061 – Aube

De : Anne

Je suis de ceux qui se lèvent tôt. Pas comme mon mari qui le fait par contrainte, à cause de son travail, alors que sa nature le ferait dormir tard, son horloge décalée sur la soirée. Non, je suis de ceux qui se lèvent tôt et qui l’apprécient.

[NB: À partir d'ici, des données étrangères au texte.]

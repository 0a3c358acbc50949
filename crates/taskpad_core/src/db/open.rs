//! Connection bootstrap utilities for SQLite.
//!
//! # Invariants
//! - Returned connections have `foreign_keys=ON` and a busy timeout.
//! - Returned connections have migrations fully applied.

use super::migrations::apply_migrations;
use super::DbResult;
use log::{error, info};
use rusqlite::Connection;
use std::path::Path;
use std::time::{Duration, Instant};

const BUSY_TIMEOUT: Duration = Duration::from_secs(5);

/// Opens a SQLite database file and applies all pending migrations.
///
/// Missing parent directories are not created; callers resolve paths first.
///
/// # Side effects
/// - Emits `db_open` logging events with duration and status.
pub fn open_db(path: impl AsRef<Path>) -> DbResult<Connection> {
    open_with("file", || Connection::open(path))
}

/// Opens an in-memory SQLite database and applies all pending migrations.
pub fn open_db_in_memory() -> DbResult<Connection> {
    open_with("memory", Connection::open_in_memory)
}

fn open_with(
    mode: &'static str,
    connect: impl FnOnce() -> rusqlite::Result<Connection>,
) -> DbResult<Connection> {
    let started_at = Instant::now();
    info!("event=db_open module=db status=start mode={mode}");

    let mut conn = connect().map_err(|err| {
        error!(
            "event=db_open module=db status=error mode={mode} duration_ms={} error_code=db_open_failed error={err}",
            started_at.elapsed().as_millis()
        );
        err
    })?;

    if let Err(err) = bootstrap_connection(&mut conn) {
        error!(
            "event=db_open module=db status=error mode={mode} duration_ms={} error_code=db_bootstrap_failed error={err}",
            started_at.elapsed().as_millis()
        );
        return Err(err);
    }

    info!(
        "event=db_open module=db status=ok mode={mode} duration_ms={}",
        started_at.elapsed().as_millis()
    );
    Ok(conn)
}

fn bootstrap_connection(conn: &mut Connection) -> DbResult<()> {
    conn.execute_batch("PRAGMA foreign_keys = ON;")?;
    conn.busy_timeout(BUSY_TIMEOUT)?;
    apply_migrations(conn)?;
    Ok(())
}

Le silence de la maison avant le rush de démarrage. Le ciel encore étoilé dans la baie vitrée. L’impression d’être seule au monde. D’avoir le jardin endormi encore pour moi. Et, au milieu des mots que j’aligne chaque matin, je me lève pour admirer l’arrivée de la lumière. Une lueur qui révèle le bord du monde, là bas. Et le chat qui se frotte à mes jambes pour sortir. Bouffée d’air frais. La lueur se change en couleur. Du rose le plus pâle au rouge le plus vif. Le ciel s’embrase. S’ensanglante. La maison s’éveille, les oiseaux aussi qui pépient dans le chèvrefeuille. Je sors pour conduire mon fils à l’arrêt de car et je m’arrête sur le bord du chemin pour photographier l’or liquide qui sert d’écrin aux branches, qui drape la brume au raz du sol. Le soleil chavire par dessus l’horizon et le matin vire à l’orange. La promesse d’une journée à remplir de vie. L’illusion, peut être, que la vie ne peut être que belle après une telle aube.